Di Indonesia sendiri,  pola budidaya tanaman  Kapulaga ini oleh petani masih bersifat sebagai tanaman sambilan dan belum di budidayakan dalam sekala besar. Mengingat permintaan pasar untuk kapulaga cukup tinggi, dan juga termasuk rempah termahal ketiga setelah saffron dan vanili, sepertinya tanaman Kapulaga ini perlu dikembangkan dan dibudidayakan secara intensif.

Khasiat Herbal Kapulaga


Kapulaga-Kandungan, Khasiat, Dan Cara Mengkonsumsinya
image via freepick

Tanaman Kapulaga memiliki kandungan minyak atsiri didalamnya. Kapulaga mengandung zat sineol, terpineol, dan borneol, protein, gula, lemak, silikat, betakamfer, sebinena, mirkena, mirtenal, karvona, terpinil asetat, dan kersik. Sementara bagian rimpangnya mengandung zat saponin, flavonoida, dan polifenol, di samping juga minyak atsiri.

Selain itu, Kapulaga juga memiliki kandungan, seperti protein, lemak, serat, niasin, vitamin A, vitamin, C, elektrolit, sodium, mineral, kalsium, tembaga, seng, zat besi, magnesium, mangan, dan fosfor.

Kapulaga juga dapat di gunakan dalam pengobatan tradisional seperti untuk mengatasi lemas atau lemah akibat kecapaian, dan penyakit encok atau rematik. Selain itu juga dapat menghilangkan rasa gatal pada tenggorokan, sebagai obat batuk, dan obat sakit perut. Air rebusan batang Kapulaga digunakan sebagai obat menurunkan panas (demam).

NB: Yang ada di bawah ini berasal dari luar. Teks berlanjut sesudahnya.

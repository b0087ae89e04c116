use egui::Color32;

use crate::i18n::{t, validation_reason};
use nox_configurator_lib::state::SubmissionState;
use nox_configurator_lib::submit::Notification;

/// Modal-style window with the outcome of the last submit
pub fn show(ctx: &egui::Context, submission: &mut SubmissionState) {
    let Some(notification) = submission.notification.clone() else {
        return;
    };

    let mut dismissed = false;
    egui::Window::new(t("notify.title"))
        .collapsible(false)
        .resizable(false)
        .anchor(egui::Align2::CENTER_CENTER, egui::vec2(0.0, 0.0))
        .show(ctx, |ui| {
            let (color, text) = message(&notification);
            ui.colored_label(color, text);
            if let Notification::Invalid { error } = &notification {
                ui.label(validation_reason(error));
            }
            ui.add_space(8.0);
            ui.vertical_centered(|ui| {
                if ui.button(t("notify.ok")).clicked() {
                    dismissed = true;
                }
            });
        });

    if dismissed {
        submission.dismiss();
    }
}

fn message(notification: &Notification) -> (Color32, &'static str) {
    match notification {
        Notification::Submitted => (Color32::from_rgb(120, 200, 120), t("notify.success")),
        Notification::Rejected { .. } => (Color32::from_rgb(230, 170, 90), t("notify.rejected")),
        Notification::Failed { .. } => (Color32::from_rgb(230, 110, 110), t("notify.failed")),
        Notification::Invalid { .. } => (Color32::from_rgb(230, 170, 90), t("notify.invalid")),
    }
}
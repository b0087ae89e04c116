//! Submit button state: validation gate, in-flight tracking, last notification.

use crate::submit::{Notification, SubmissionDispatcher};

use super::form::FormState;

pub struct SubmissionState {
    dispatcher: SubmissionDispatcher,
    /// Last outcome shown to the user, until dismissed
    pub notification: Option<Notification>,
}

impl SubmissionState {
    pub fn new(dispatcher: SubmissionDispatcher) -> Self {
        Self {
            dispatcher,
            notification: None,
        }
    }

    /// Validate the form and fire one request. Returns `true` if a request was
    /// issued. The form itself is never modified.
    pub fn submit(&mut self, form: &FormState) -> bool {
        if self.dispatcher.is_in_flight() {
            tracing::debug!("Submit ignored, a request is already in flight");
            return false;
        }
        match form.submission() {
            Ok(payload) => {
                tracing::debug!(order = ?payload.order, "Order payload ready");
                self.notification = None;
                self.dispatcher.dispatch(payload);
                true
            }
            Err(e) => {
                tracing::warn!("Order not submitted: {e}");
                self.notification = Some(Notification::Invalid { error: e });
                false
            }
        }
    }

    /// Pick up a finished request, if any. Returns `true` when the
    /// notification changed.
    pub fn poll(&mut self) -> bool {
        match self.dispatcher.poll() {
            Some(n) => {
                self.notification = Some(n);
                true
            }
            None => false,
        }
    }

    pub fn is_in_flight(&self) -> bool {
        self.dispatcher.is_in_flight()
    }

    pub fn attempts(&self) -> u64 {
        self.dispatcher.attempts()
    }

    pub fn dismiss(&mut self) {
        self.notification = None;
    }
}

Berikut ini adalah beberapa khasiat dan manfaat tanaman Kapulaga untuk kesehatan tubuh, antara lain:

1. Mengurangi Stress

Khasiat kapulaga yang pertama adalah untuk memperbaiki suasana hati dan mengurangi stress. Kandungan zat antidepresan yang terdapat pada Kapulaga dapat di gunakan untuk mengurangi stress. Mengonsumsi dan juga menghirup aroma dari kapulaga dipercaya dapat memberikan efek sedatif atau menenangkan. Dengan mengkonsumsi kapulaga secara rutin dapat membuat mood Anda membaik dan bisa mengurangi serta menghindari stres.

2. Melancarkan Pencernaan

Khasiat kapulaga kedua adalah sangat baik untuk menjaga saluran pencernaan. Kapulaga merupakan salah satu jenis rempah yang memiliki kandungan serat yang tinggi. Dalam setiap sendok Kapulaga terdapat kandungan 2 gr serat. 

Bebearap jenis penyakit pencernaan yang bisa disembuhkan dengan mengkonsumsi Kapulaga antara lain sembelit atau sulit buang air besar, mengontrol empedu dan asam lambung, mengatasi nyeri perut, mengatasi kejang usus, dan memperbaiki nafsu makan.

3. Mencegah Infeksi

Khasiat yang ketiga adalah menjaga tubuh dari berbagai penyakit akibat infeksi. Kapulaga memiliki sifat antimikroba, sehingga mampu melawan berbagai macam bakteri, virus, dan jamur yang menyebabkan infeksi dan gangguan dalam tubuh. Kapulaga adalah salah satu jenis obat herbal yang ampuh untuk meningkatkan sistem kekebalan dan imunitas tubuh.

4. Obat Nyeri

Khasiat kapulaga yang keempat adalah ampuh dijadikan sebagai obat nyeri. Kapulaga memiliki sifat analgesik yang mampu meredakan rasa nyeri. Selain itu, kapulaga juga memiliki sifat antiinflamasi yang bisa menyembuhkan berbagai macam peradangan yang mejadi penyebab rasa nyeri yang dirasakan oleh kita.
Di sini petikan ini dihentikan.